I went to see "Music & Lyrics" over the weekend, and I had something of an epiphany. What was I doing at yet another Hugh Grant movie you ask? Well, the wifey won free movie passes at a neighborhood bunko match for getting the most smileys (huh?), so my cries for "Ghost Rider" fell on deaf ears. I had a hard time making a case for it anyway seeing as how I don't like/understand Ghost Rider or Nicholas Cage. So, after getting suitably beered up at the Sweetwater Tavern, it was an evening of lighthearted romantic comedy.
The scripts for these things reads somewhat like a game of Mad Libs after you've seen enough of them. I'm sure I was annoying everyone in earshot as I called out what would happen next. Goes a little something like this:
A rich, famous, or formerly rich and famous man is handsome charmer with unlimited patience and free time. He is surprisingly unmarried, and does not have a girlfriend or any tendency to sleep around. He meets a girl who is loaded with personality problems disguised as quirkiness (and also unmarried...natch), and either currently dating a cad or has been emotionally devastated by one. In a city (pick one) with 4-11 million people in it, they inexplicably run into each other at every restaurant and park bench until he becomes spellbound to distraction by her oddity and/or confidence at every perfectly scripted 3 minute verbal exchange. As they approach the moment of commitment, he slips ever so briefly into a random solitary moment of cad-ishness himself, setting the stage for the atonement. A moment of spectacular emotional fireworks where he prepares some kind of impossibly coordinated scenario for the sole purpose of begging for forgiveness and professing his eternal love (preferably in front of a crowd of 20,000 in a sports arena of some kind). A moment I've dubbed the "Hugh-gasm". Roll credits.
What is the epiphany, you ask? As I glanced at the couples around me, at the red-eyed women giving themselves cat-baths as their husbands were busily brushing popcorn off of their beer guts (including yours truly ;) ), I realized what I was watching. It's pornography for housewives.

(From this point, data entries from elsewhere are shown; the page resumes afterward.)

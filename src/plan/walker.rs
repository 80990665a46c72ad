//! Plan Grid Walker
//!
//! Parses every populated cell of a plan and collects one entry per cell.
//! A failing cell is recorded with its location and the walk continues, so
//! a caller can report every broken cell after a single pass.

use std::thread;

use chrono::{Datelike, NaiveDate, Weekday};
use log::{debug, info, warn};
use thiserror::Error;

use crate::config::ParserConfig;
use crate::workout::{parse_workout_text, ParseError, Workout};

use super::grid::{CellLocation, PlanGrid};

/// Failure of one plan cell.
#[derive(Debug, Clone, PartialEq, Error)]
pub enum CellError {
    #[error(transparent)]
    Parse(#[from] ParseError),

    #[error("week index must be 1 or greater, got {week}")]
    InvalidWeek { week: u32 },

    #[error("scheduled date for {location} is out of range")]
    DateOutOfRange { location: CellLocation },

    #[error("parser worker panicked")]
    WorkerPanicked,
}

/// Outcome of one populated cell.
#[derive(Debug, Clone, PartialEq)]
pub struct PlanEntry {
    pub location: CellLocation,
    /// Missing only when the date could not be computed
    pub scheduled_date: Option<NaiveDate>,
    pub outcome: Result<Workout, CellError>,
}

impl PlanEntry {
    pub fn is_ok(&self) -> bool {
        self.outcome.is_ok()
    }

    /// Human-readable description of a failed cell.
    pub fn diagnostic(&self) -> Option<String> {
        let err = self.outcome.as_ref().err()?;
        let date = self
            .scheduled_date
            .map(|d| format!(" ({})", d))
            .unwrap_or_default();
        Some(format!("{}{}: {}", self.location, date, err))
    }
}

/// Outcomes for a whole plan, in grid traversal order.
#[derive(Debug, Clone, PartialEq, Default)]
pub struct PlanParseResult {
    pub entries: Vec<PlanEntry>,
}

impl PlanParseResult {
    /// Successfully parsed workouts ordered by scheduled date.
    ///
    /// Workouts on the same date keep their grid order.
    pub fn workouts(&self) -> Vec<&Workout> {
        let mut workouts: Vec<&Workout> = self
            .entries
            .iter()
            .filter_map(|e| e.outcome.as_ref().ok())
            .collect();
        workouts.sort_by_key(|w| w.scheduled_date);
        workouts
    }

    /// Consumes the result, keeping only the workouts, ordered by date.
    pub fn into_workouts(self) -> Vec<Workout> {
        let mut workouts: Vec<Workout> = self
            .entries
            .into_iter()
            .filter_map(|e| e.outcome.ok())
            .collect();
        workouts.sort_by_key(|w| w.scheduled_date);
        workouts
    }

    /// Entries whose cell failed.
    pub fn failures(&self) -> Vec<&PlanEntry> {
        self.entries.iter().filter(|e| !e.is_ok()).collect()
    }

    /// Returns true if every cell parsed.
    pub fn is_clean(&self) -> bool {
        self.entries.iter().all(PlanEntry::is_ok)
    }

    /// One line per failed cell.
    pub fn diagnostics(&self) -> Vec<String> {
        self.entries.iter().filter_map(PlanEntry::diagnostic).collect()
    }

    pub fn len(&self) -> usize {
        self.entries.len()
    }

    pub fn is_empty(&self) -> bool {
        self.entries.is_empty()
    }
}

/// Parses a single cell at `location`.
pub fn parse_cell(
    location: CellLocation,
    text: &str,
    start_date: NaiveDate,
    config: &ParserConfig,
) -> PlanEntry {
    if location.week == 0 {
        return PlanEntry {
            location,
            scheduled_date: None,
            outcome: Err(CellError::InvalidWeek { week: 0 }),
        };
    }

    let Some(date) = location.date_from(start_date) else {
        return PlanEntry {
            location,
            scheduled_date: None,
            outcome: Err(CellError::DateOutOfRange { location }),
        };
    };

    let outcome = parse_workout_text(text, date, config).map_err(CellError::from);

    if let Err(ref e) = outcome {
        warn!("Failed to parse workout at {}: {}", location, e);
    } else {
        debug!("Parsed cell {} for {}", location, date);
    }

    PlanEntry {
        location,
        scheduled_date: Some(date),
        outcome,
    }
}

fn log_start(grid: &PlanGrid, start_date: NaiveDate) -> Vec<(CellLocation, &str)> {
    if start_date.weekday() != Weekday::Mon {
        warn!(
            "Plan start date {} is a {:?}, expected a Monday",
            start_date,
            start_date.weekday()
        );
    }

    let cells = grid.cells();
    info!(
        "Walking plan: {} weeks, {} populated cells, starting {}",
        grid.weeks.len(),
        cells.len(),
        start_date
    );
    cells
}

fn log_finish(result: &PlanParseResult) {
    info!(
        "Parsed {} workouts from training plan ({} failed)",
        result.len() - result.failures().len(),
        result.failures().len()
    );
}

/// Walks the grid sequentially, parsing every populated cell.
///
/// # Example
///
/// ```
/// use chrono::{NaiveDate, Weekday};
/// use planparse::config::ParserConfig;
/// use planparse::plan::{walk_plan, PlanGrid, PlanWeek};
///
/// let mut grid = PlanGrid::new();
/// grid.add_week(
///     PlanWeek::new(1)
///         .with_cell(Weekday::Mon, "running: Easy\n- run: 30:00 @z1")
///         .with_cell(Weekday::Wed, "running: Broken\n- sprint: 5:00"),
/// );
///
/// let start = NaiveDate::from_ymd_opt(2024, 1, 1).unwrap();
/// let result = walk_plan(&grid, start, &ParserConfig::default());
/// assert_eq!(result.workouts().len(), 1);
/// assert_eq!(result.failures().len(), 1);
/// ```
pub fn walk_plan(grid: &PlanGrid, start_date: NaiveDate, config: &ParserConfig) -> PlanParseResult {
    let cells = log_start(grid, start_date);

    let entries = cells
        .into_iter()
        .map(|(location, text)| parse_cell(location, text, start_date, config))
        .collect();

    let result = PlanParseResult { entries };
    log_finish(&result);
    result
}

/// Walks the grid with worker threads, keeping grid order in the result.
///
/// Uses `config.parallelism()` workers; each takes a contiguous run of cells.
pub fn walk_plan_parallel(
    grid: &PlanGrid,
    start_date: NaiveDate,
    config: &ParserConfig,
) -> PlanParseResult {
    let cells = log_start(grid, start_date);
    if cells.is_empty() {
        return PlanParseResult::default();
    }

    let workers = config.parallelism().clamp(1, cells.len());
    let chunk_size = cells.len().div_ceil(workers);
    debug!("Parsing {} cells on {} workers", cells.len(), workers);

    let mut entries = Vec::with_capacity(cells.len());

    thread::scope(|scope| {
        let handles: Vec<_> = cells
            .chunks(chunk_size)
            .map(|chunk| {
                let handle = scope.spawn(move || {
                    chunk
                        .iter()
                        .map(|(location, text)| parse_cell(*location, text, start_date, config))
                        .collect::<Vec<_>>()
                });
                (chunk, handle)
            })
            .collect();

        for (chunk, handle) in handles {
            match handle.join() {
                Ok(chunk_entries) => entries.extend(chunk_entries),
                Err(_) => {
                    warn!("Parser worker panicked on {} cells", chunk.len());
                    entries.extend(chunk.iter().map(|(location, _)| PlanEntry {
                        location: *location,
                        scheduled_date: location.date_from(start_date),
                        outcome: Err(CellError::WorkerPanicked),
                    }));
                }
            }
        }
    });

    let result = PlanParseResult { entries };
    log_finish(&result);
    result
}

Hugh Grant is their Jenna Jameson, with his puppydog expressions (physics-defying eyebrows that somehow bend toward the ceiling at near 90 degree angles) and bumbly-stumbly British accent that perfectly delivers Hershey-Kiss dialogue into the camera and makes it feel like he's actually wooing you. Surely we could all marry the lonely and super-hot Prime Minister of Britain if we just hung around in the right coffee-shops. Just like we could all encounter a super-hot 20 year old female mechanic who loves to perform fellatio on complete strangers at the local Midas.

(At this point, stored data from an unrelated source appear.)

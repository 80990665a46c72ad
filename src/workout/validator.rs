//! Workout Assembly and Validation
//!
//! Wraps a parsed step tree with its header and date, checking:
//! - The workout type is supported
//! - There is at least one top-level step
//! - Every step is either a well-formed leaf or a non-empty repeat

use chrono::NaiveDate;
use log::{debug, warn};

use crate::config::ParserConfig;

use super::error::ParseError;
use super::model::{Step, Workout, WorkoutType};
use super::parser::WorkoutHeader;

/// Resolves the header's workout type.
pub fn check_header(header: &WorkoutHeader) -> Result<WorkoutType, ParseError> {
    WorkoutType::from_name(&header.workout_type).ok_or_else(|| {
        ParseError::UnsupportedWorkoutType {
            workout_type: header.workout_type.clone(),
        }
    })
}

/// Collects every invariant violation in a step subtree.
///
/// `path` is the dotted 1-based position of the step, e.g. `2.1`.
fn validate_step(step: &Step, path: &str, issues: &mut Vec<String>) {
    let label = format!("step {} ({})", path, step.kind);

    if step.is_repeat() {
        if step.duration.is_some() {
            issues.push(format!("{}: repeat cannot have a duration", label));
        }
        if step.target.is_some() {
            issues.push(format!("{}: repeat cannot have a target", label));
        }
        match step.repeat_count {
            Some(count) if count > 0 => {}
            _ => issues.push(format!("{}: repeat count must be positive", label)),
        }
        if step.children.is_empty() {
            issues.push(format!("{}: repeat has no steps", label));
        }
        for (index, child) in step.children.iter().enumerate() {
            validate_step(child, &format!("{}.{}", path, index + 1), issues);
        }
        return;
    }

    match step.duration {
        Some(duration) if duration.is_positive() => {}
        Some(_) => issues.push(format!("{}: duration must be positive", label)),
        None => issues.push(format!("{}: leaf step has no duration", label)),
    }

    if let Some(target) = step.target {
        if !target.is_valid() {
            issues.push(format!("{}: invalid target {:?}", label, target));
        }
    }

    if step.repeat_count.is_some() {
        issues.push(format!("{}: only repeats carry a count", label));
    }

    if !step.children.is_empty() {
        issues.push(format!("{}: only repeats have child steps", label));
    }
}

/// Lists invariant violations across top-level steps without failing.
///
/// Useful for editors that show every problem at once.
pub fn quick_validate(steps: &[Step]) -> Vec<String> {
    let mut issues = Vec::new();

    if steps.is_empty() {
        issues.push("Workout has no steps".to_string());
        return issues;
    }

    for (index, step) in steps.iter().enumerate() {
        validate_step(step, &(index + 1).to_string(), &mut issues);
    }

    issues
}

/// Builds an immutable workout from a header and its top-level steps.
pub fn assemble_workout(
    header: &WorkoutHeader,
    steps: Vec<Step>,
    scheduled_date: NaiveDate,
    config: &ParserConfig,
) -> Result<Workout, ParseError> {
    let workout_type = check_header(header)?;

    if steps.is_empty() {
        return Err(ParseError::EmptyWorkout);
    }

    let issues = quick_validate(&steps);
    if !issues.is_empty() {
        return Err(ParseError::InvalidStep {
            reason: issues.join("; "),
        });
    }

    let name = if header.name.trim().is_empty() {
        warn!(
            "Workout on {} has no name, using '{}'",
            scheduled_date, config.default_workout_name
        );
        config.default_workout_name.clone()
    } else {
        header.name.trim().to_string()
    };

    debug!("Assembled '{}' with {} top-level steps", name, steps.len());

    Ok(Workout {
        workout_type,
        name,
        steps,
        scheduled_date,
    })
}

The payoff at the end was when I was asked on the ride home why in the world Hugh Grant would need to go soliciting prostitutes when he could have any woman he wants and was with Elizabeth Hurley at the time. Ah, but that's the lie Hollywood sells you! Real-life Hugh Grant doesn't want a misunderstood shopaholic to snuggle his days away with. He wants a $20 blow job in a taxi from a Vietnamese girl he'll never lay eyes on again. Smashing!
BTW, I liked the movie very much...it pairs well with a box of Mike & Ike's and an 84 oz. Diet Coke. Go treat your Valentine ;)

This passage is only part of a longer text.